//! Error types shared across AutoCut crates.

use std::fmt;
use std::path::PathBuf;

/// Top-level error type for AutoCut operations.
#[derive(Debug, thiserror::Error)]
pub enum AutocutError {
    #[error("Subtitle parse error at line {line}: {message}")]
    Parse { line: usize, message: String },

    #[error("Invalid subtitle window {start}-{end} (subtitle count: {total})")]
    Range {
        start: usize,
        end: usize,
        total: usize,
    },

    #[error(
        "Insufficient memory: {:.2} GiB available, {:.2} GiB required",
        gib(*available_bytes),
        gib(*required_bytes)
    )]
    InsufficientMemory {
        available_bytes: u64,
        required_bytes: u64,
    },

    #[error("{program} timed out after {timeout_secs} seconds")]
    EncoderTimeout { program: String, timeout_secs: u64 },

    #[error(transparent)]
    EncoderFailure(#[from] EncoderFailure),

    #[error("Video reconstruction failed after all tiers: {}", causes.join("; "))]
    ReconstructionFailed { causes: Vec<String> },

    #[error("Encoder executable not found: {program}")]
    EncoderNotFound { program: String },

    #[error("Operation cancelled")]
    Cancelled,

    #[error("No subtitle entries survived filtering")]
    NothingRetained,

    #[error("File not found: {path}")]
    FileNotFound { path: PathBuf },

    #[error("Unsupported: {message}")]
    Unsupported { message: String },

    #[error("Configuration error: {message}")]
    Config { message: String },

    #[error(transparent)]
    Io(#[from] std::io::Error),

    #[error(transparent)]
    Json(#[from] serde_json::Error),

    #[error(transparent)]
    Other(#[from] anyhow::Error),
}

/// Result type alias using AutocutError.
pub type AutocutResult<T> = Result<T, AutocutError>;

impl AutocutError {
    pub fn parse(line: usize, msg: impl Into<String>) -> Self {
        Self::Parse {
            line,
            message: msg.into(),
        }
    }

    pub fn unsupported(msg: impl Into<String>) -> Self {
        Self::Unsupported {
            message: msg.into(),
        }
    }

    pub fn config(msg: impl Into<String>) -> Self {
        Self::Config {
            message: msg.into(),
        }
    }

    pub fn file_not_found(path: impl Into<PathBuf>) -> Self {
        Self::FileNotFound { path: path.into() }
    }

    /// Whether a video reconstruction tier may escalate past this error.
    ///
    /// Cancellation and pre-flight failures abort the whole run instead.
    pub fn is_recoverable_tier_failure(&self) -> bool {
        !matches!(
            self,
            Self::Cancelled | Self::InsufficientMemory { .. } | Self::EncoderNotFound { .. }
        )
    }
}

/// Structured failure of one external encoder invocation.
#[derive(Debug, Clone, PartialEq, Eq, thiserror::Error)]
pub struct EncoderFailure {
    /// Executable that was invoked.
    pub program: String,

    /// Exit code, if the process exited normally.
    pub exit_code: Option<i32>,

    /// Captured diagnostic output, already truncated.
    pub diagnostic: String,
}

impl EncoderFailure {
    /// Build a failure record, truncating the diagnostic to `limit` characters.
    pub fn new(
        program: impl Into<String>,
        exit_code: Option<i32>,
        diagnostic: &str,
        limit: usize,
    ) -> Self {
        Self {
            program: program.into(),
            exit_code,
            diagnostic: truncate_diagnostic(diagnostic, limit),
        }
    }
}

impl fmt::Display for EncoderFailure {
    fn fmt(&self, f: &mut fmt::Formatter<'_>) -> fmt::Result {
        match self.exit_code {
            Some(code) => write!(f, "{} exited with status {}", self.program, code)?,
            None => write!(f, "{} was terminated by a signal", self.program)?,
        }
        if !self.diagnostic.is_empty() {
            write!(f, ": {}", self.diagnostic)?;
        }
        Ok(())
    }
}

/// Trim diagnostic text and keep at most `limit` characters.
pub fn truncate_diagnostic(text: &str, limit: usize) -> String {
    let trimmed = text.trim();
    match trimmed.char_indices().nth(limit) {
        Some((cut, _)) => format!("{}…", &trimmed[..cut]),
        None => trimmed.to_string(),
    }
}

fn gib(bytes: u64) -> f64 {
    bytes as f64 / (1024.0 * 1024.0 * 1024.0)
}

#[cfg(test)]
mod tests {
    use super::*;

    #[test]
    fn test_truncate_diagnostic_respects_char_boundaries() {
        let text = "错误".repeat(400);
        let truncated = truncate_diagnostic(&text, 500);
        assert_eq!(truncated.chars().count(), 501);
        assert!(truncated.ends_with('…'));
    }

    #[test]
    fn test_truncate_diagnostic_keeps_short_text() {
        assert_eq!(truncate_diagnostic("  boom \n", 500), "boom");
    }

    #[test]
    fn test_encoder_failure_display() {
        let failure = EncoderFailure::new("ffmpeg", Some(1), "Invalid argument\n", 500);
        assert_eq!(
            AutocutError::from(failure).to_string(),
            "ffmpeg exited with status 1: Invalid argument"
        );
    }

    #[test]
    fn test_range_error_display() {
        let err = AutocutError::Range {
            start: 5,
            end: 2,
            total: 10,
        };
        assert_eq!(
            err.to_string(),
            "Invalid subtitle window 5-2 (subtitle count: 10)"
        );
    }

    #[test]
    fn test_cancellation_is_not_recoverable() {
        assert!(!AutocutError::Cancelled.is_recoverable_tier_failure());
        assert!(AutocutError::EncoderTimeout {
            program: "ffmpeg".into(),
            timeout_secs: 1
        }
        .is_recoverable_tier_failure());
    }
}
◇ ◇ ◇
» What you will do
Nothing should be left out: return all of the records exactly.

» The completed task
//! Error types shared across AutoCut crates.

use std::fmt;
use std::path::PathBuf;

/// Top-level error type for AutoCut operations.
#[derive(Debug, thiserror::Error)]
pub enum AutocutError {
    #[error("Subtitle parse error at line {line}: {message}")]
    Parse { line: usize, message: String },

    #[error("Invalid subtitle window {start}-{end} (subtitle count: {total})")]
    Range {
        start: usize,
        end: usize,
        total: usize,
    },

    #[error(
        "Insufficient memory: {:.2} GiB available, {:.2} GiB required",
        gib(*available_bytes),
        gib(*required_bytes)
    )]
    InsufficientMemory {
        available_bytes: u64,
        required_bytes: u64,
    },

    #[error("{program} timed out after {timeout_secs} seconds")]
    EncoderTimeout { program: String, timeout_secs: u64 },

    #[error(transparent)]
    EncoderFailure(#[from] EncoderFailure),

    #[error("Video reconstruction failed after all tiers: {}", causes.join("; "))]
    ReconstructionFailed { causes: Vec<String> },

    #[error("Encoder executable not found: {program}")]
    EncoderNotFound { program: String },

    #[error("Operation cancelled")]
    Cancelled,

    #[error("No subtitle entries survived filtering")]
    NothingRetained,

    #[error("File not found: {path}")]
    FileNotFound { path: PathBuf },

    #[error("Unsupported: {message}")]
    Unsupported { message: String },

    #[error("Configuration error: {message}")]
    Config { message: String },

    #[error(transparent)]
    Io(#[from] std::io::Error),

    #[error(transparent)]
    Json(#[from] serde_json::Error),

    #[error(transparent)]
    Other(#[from] anyhow::Error),
}

/// Result type alias using AutocutError.
pub type AutocutResult<T> = Result<T, AutocutError>;

impl AutocutError {
    pub fn parse(line: usize, msg: impl Into<String>) -> Self {
        Self::Parse {
            line,
            message: msg.into(),
        }
    }

    pub fn unsupported(msg: impl Into<String>) -> Self {
        Self::Unsupported {
            message: msg.into(),
        }
    }

    pub fn config(msg: impl Into<String>) -> Self {
        Self::Config {
            message: msg.into(),
        }
    }

    pub fn file_not_found(path: impl Into<PathBuf>) -> Self {
        Self::FileNotFound { path: path.into() }
    }

    /// Whether a video reconstruction tier may escalate past this error.
    ///
    /// Cancellation and pre-flight failures abort the whole run instead.
    pub fn is_recoverable_tier_failure(&self) -> bool {
        !matches!(
            self,
            Self::Cancelled | Self::InsufficientMemory { .. } | Self::EncoderNotFound { .. }
        )
    }
}

/// Structured failure of one external encoder invocation.
#[derive(Debug, Clone, PartialEq, Eq, thiserror::Error)]
pub struct EncoderFailure {
    /// Executable that was invoked.
    pub program: String,

    /// Exit code, if the process exited normally.
    pub exit_code: Option<i32>,

    /// Captured diagnostic output, already truncated.
    pub diagnostic: String,
}

impl EncoderFailure {
    /// Build a failure record, truncating the diagnostic to `limit` characters.
    pub fn new(
        program: impl Into<String>,
        exit_code: Option<i32>,
        diagnostic: &str,
        limit: usize,
    ) -> Self {
        Self {
            program: program.into(),
            exit_code,
            diagnostic: truncate_diagnostic(diagnostic, limit),
        }
    }
}

impl fmt::Display for EncoderFailure {
    fn fmt(&self, f: &mut fmt::Formatter<'_>) -> fmt::Result {
        match self.exit_code {
            Some(code) => write!(f, "{} exited with status {}", self.program, code)?,
            None => write!(f, "{} was terminated by a signal", self.program)?,
        }
        if !self.diagnostic.is_empty() {
            write!(f, ": {}", self.diagnostic)?;
        }
        Ok(())
    }
}

/// Trim diagnostic text and keep at most `limit` characters.
pub fn truncate_diagnostic(text: &str, limit: usize) -> String {
    let trimmed = text.trim();
    match trimmed.char_indices().nth(limit) {
        Some((cut, _)) => format!("{}…", &trimmed[..cut]),
        None => trimmed.to_string(),
    }
}

fn gib(bytes: u64) -> f64 {
    bytes as f64 / (1024.0 * 1024.0 * 1024.0)
}

#[cfg(test)]
mod tests {
    use super::*;

    #[test]
    fn test_truncate_diagnostic_respects_char_boundaries() {
        let text = "错误".repeat(400);
        let truncated = truncate_diagnostic(&text, 500);
        assert_eq!(truncated.chars().count(), 501);
        assert!(truncated.ends_with('…'));
    }

    #[test]
    fn test_truncate_diagnostic_keeps_short_text() {
        assert_eq!(truncate_diagnostic("  boom \n", 500), "boom");
    }

    #[test]
    fn test_encoder_failure_display() {
        let failure = EncoderFailure::new("ffmpeg", Some(1), "Invalid argument\n", 500);
        assert_eq!(
            AutocutError::from(failure).to_string(),
            "ffmpeg exited with status 1: Invalid argument"
        );
    }

    #[test]
    fn test_range_error_display() {
        let err = AutocutError::Range {
            start: 5,
            end: 2,
            total: 10,
        };
        assert_eq!(
            err.to_string(),
            "Invalid subtitle window 5-2 (subtitle count: 10)"
        );
    }

    #[test]
    fn test_cancellation_is_not_recoverable() {
        assert!(!AutocutError::Cancelled.is_recoverable_tier_failure());
        assert!(AutocutError::EncoderTimeout {
            program: "ffmpeg".into(),
            timeout_secs: 1
        }
        .is_recoverable_tier_failure());
    }
}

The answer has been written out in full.